Permanently Deleted

    • MerryChristmas [any]
      ·
      2 years ago

      "If anything, that proves we are more democratic because at least we aren't afraid to question our government."

      • refolde [she/her, any]
        ·
        2 years ago

        God I hate that argument. So what they're basically saying is a government's only legitimate if people hate its guts?

        • zifnab25 [he/him, any]
          ·
          2 years ago

          You know your government is democratic when everyone is miserable and sad all the time, because that's what compromise looks like.

          • cynesthesia
            ·
            edit-2
            11 months ago

            deleted by creator

        • AssadCurse [none/use name]
          ·
          2 years ago

          It’s the enlightened centrist mindset.
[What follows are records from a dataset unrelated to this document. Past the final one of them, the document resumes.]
//! Per-callsite inline cache keyed on `(ShapeId, property name)` (spec §3
//! "Inline cache", §8 "shape transitions").

use super::shape::ShapeId;
use rustc_hash::FxHashMap;

/// Caches the last-seen slot offset for a property-access callsite. A
/// cache hit skips the `Shape::offset` parent-chain walk entirely; a miss
/// re-resolves the offset and updates the cache.
#[derive(Default)]
pub struct InlineCache {
    entries: FxHashMap<(ShapeId, String), usize>,
}

impl InlineCache {
    pub fn new() -> Self {
        Self::default()
    }

    pub fn lookup(&self, shape: ShapeId, name: &str) -> Option<usize> {
        self.entries.get(&(shape, name.to_string())).copied()
    }

    pub fn insert(&mut self, shape: ShapeId, name: &str, offset: usize) {
        self.entries.insert((shape, name.to_string()), offset);
    }

    /// Drop every entry for `shape` (invoked when a shape's meaning would
    /// otherwise be stale, e.g. class redefinition during a dev reload).
    pub fn invalidate_shape(&mut self, shape: ShapeId) {
        self.entries.retain(|(s, _), _| *s != shape);
    }
}

#[cfg(test)]
mod tests {
    use super::*;
    use crate::object::shape::Shape;

    #[test]
    fn hit_after_insert_miss_before() {
        let root = Shape::root();
        let s1 = root.transition("x");
        let mut cache = InlineCache::new();
        assert_eq!(cache.lookup(s1.id(), "x"), None);
        cache.insert(s1.id(), "x", 0);
        assert_eq!(cache.lookup(s1.id(), "x"), Some(0));
    }

    #[test]
    fn invalidate_shape_clears_only_that_shape() {
        let root = Shape::root();
        let s1 = root.transition("x");
        let s2 = root.transition("y");
        let mut cache = InlineCache::new();
        cache.insert(s1.id(), "x", 0);
        cache.insert(s2.id(), "y", 0);
        cache.invalidate_shape(s1.id());
        assert_eq!(cache.lookup(s1.id(), "x"), None);
        assert_eq!(cache.lookup(s2.id(), "y"), Some(0));
    }
}
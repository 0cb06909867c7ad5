//! Embedder-facing configuration: resource ceilings, GC thresholds, and
//! HTTP server settings, loadable from TOML (spec ambient stack: `serde` +
//! `toml`, per the teacher's workspace dependency table).

use std::time::Duration;

use ember_core::memory::MemoryLimits;
use ember_core::scheduler::SchedulerLimits;
use ember_core::vm::ResourceLimits;
use serde::{Deserialize, Serialize};

use crate::error::RuntimeResult;

/// Flat, TOML-serializable mirror of the resource limits scattered across
/// `ember_core`'s `ResourceLimits`/`MemoryLimits`/`SchedulerLimits`. Kept as
/// its own type rather than deriving `Serialize`/`Deserialize` directly on
/// those (they live in the VM's hot path and gain nothing from a serde
/// dependency); [`RuntimeOptions::resource_limits`] etc. project this flat
/// form back onto them.
#[derive(Debug, Clone, Serialize, Deserialize)]
#[serde(default)]
pub struct RuntimeOptions {
    /// Maximum call-frame depth before the evaluator reports a stack
    /// overflow (spec §7).
    pub max_call_depth: usize,
    /// Soft ceiling on live heap bytes before the GC policy engine starts
    /// escalating collection strategy (spec §4.2).
    pub max_memory_bytes: usize,
    /// Nursery (young generation) capacity, in objects, before a minor
    /// collection is considered.
    pub nursery_capacity: usize,
    /// Old-generation capacity, in objects, before a major collection is
    /// considered.
    pub old_capacity: usize,
    /// Upper bound on simultaneously live cooperative tasks.
    pub max_tasks: usize,
    /// OS threads available to the embedder's own task pool (not the
    /// scheduler, which gives every task its own thread); `0` means
    /// "use `num_cpus::get()`".
    pub threads: usize,
    /// Address the HTTP server binds, e.g. `"127.0.0.1:8080"`.
    pub http_bind: String,
    /// Per-request deadline, in milliseconds (spec §5 "Timeouts").
    pub request_timeout_ms: u64,
    /// Idle keep-alive deadline, in milliseconds (spec §5 "Timeouts").
    pub keep_alive_timeout_ms: u64,
}

impl Default for RuntimeOptions {
    fn default() -> Self {
        let limits = ResourceLimits::default();
        let memory = MemoryLimits::default();
        let scheduler = SchedulerLimits::default();
        Self {
            max_call_depth: limits.max_call_depth,
            max_memory_bytes: limits.max_memory_bytes,
            nursery_capacity: memory.nursery_capacity,
            old_capacity: memory.old_capacity,
            max_tasks: scheduler.max_tasks,
            threads: 0,
            http_bind: "127.0.0.1:8080".to_string(),
            request_timeout_ms: 30_000,
            keep_alive_timeout_ms: 5_000,
        }
    }
}

impl RuntimeOptions {
    /// Parse options from TOML text, falling back to defaults for any
    /// field the source omits (`#[serde(default)]` on the struct).
    pub fn from_toml(text: &str) -> RuntimeResult<Self> {
        Ok(toml::from_str(text)?)
    }

    /// Read and parse options from a TOML file on disk.
    pub fn from_file(path: impl AsRef<std::path::Path>) -> RuntimeResult<Self> {
        let text = std::fs::read_to_string(path)?;
        Self::from_toml(&text)
    }

    /// The resolved worker count: `threads` if set, otherwise the number of
    /// logical CPUs.
    pub fn thread_count(&self) -> usize {
        if self.threads == 0 {
            num_cpus::get()
        } else {
            self.threads
        }
    }

    /// Project onto `ember_core`'s evaluator resource ceilings.
    pub fn resource_limits(&self) -> ResourceLimits {
        ResourceLimits {
            max_call_depth: self.max_call_depth,
            max_memory_bytes: self.max_memory_bytes,
        }
    }

    /// Project onto `ember_core`'s memory-manager capacities.
    pub fn memory_limits(&self) -> MemoryLimits {
        MemoryLimits {
            nursery_capacity: self.nursery_capacity,
            old_capacity: self.old_capacity,
        }
    }

    /// Project onto `ember_core`'s scheduler limits.
    pub fn scheduler_limits(&self) -> SchedulerLimits {
        SchedulerLimits { max_tasks: self.max_tasks }
    }

    /// Per-connection HTTP timeouts, as `Duration`s.
    pub fn server_limits(&self) -> ember_http::ServerLimits {
        ember_http::ServerLimits {
            request_timeout: Duration::from_millis(self.request_timeout_ms),
            keep_alive_timeout: Duration::from_millis(self.keep_alive_timeout_ms),
        }
    }
}

#[cfg(test)]
mod tests {
    use super::*;

    #[test]
    fn defaults_mirror_ember_core_defaults() {
        let options = RuntimeOptions::default();
        assert_eq!(options.max_call_depth, ResourceLimits::default().max_call_depth);
        assert_eq!(options.http_bind, "127.0.0.1:8080");
    }

    #[test]
    fn partial_toml_fills_remaining_fields_from_default() {
        let options = RuntimeOptions::from_toml("max_call_depth = 128\n").unwrap();
        assert_eq!(options.max_call_depth, 128);
        assert_eq!(options.max_tasks, SchedulerLimits::default().max_tasks);
    }

    #[test]
    fn zero_threads_resolves_to_cpu_count() {
        let options = RuntimeOptions::default();
        assert_eq!(options.thread_count(), num_cpus::get());
    }
}
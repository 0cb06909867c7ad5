//! The object model: hidden shapes, classes/interfaces/traits, and the
//! object/struct/closure instance types built on top of them (spec §3,
//! §4.3).

pub mod class;
pub mod closure;
pub mod inline_cache;
pub mod instance;
pub mod shape;

pub use class::{Class, ClassBuilder, ClassDefError, Interface, Method, PropertyDescriptor, Trait, Visibility};
pub use closure::{CapturedVar, Closure};
pub use inline_cache::InlineCache;
pub use instance::{Object, StructInstance};
pub use shape::{Shape, ShapeId};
The only correct position is the one that everyone hates the most

        • UmbraVivi [he/him, she/her]
          ·
          2 years ago

          No. If the Chinese hated their government, that would be proof that they're tired of their illegitimate government. :parenti:

          No matter what they say or do, the propaganda machine will spin it into something worth condemning.

      • AssadCurse [none/use name]
        ·
        2 years ago

        No, you see the fact that public opinion has no correlation with policy outcome means that the checks and balances are working

    • Tankiedesantski [he/him]
      ·
      2 years ago

      Most Westerners are drilled from a young age to only ever think of democracy as an outcome, and to never question its outcomes so long as the process looks okay.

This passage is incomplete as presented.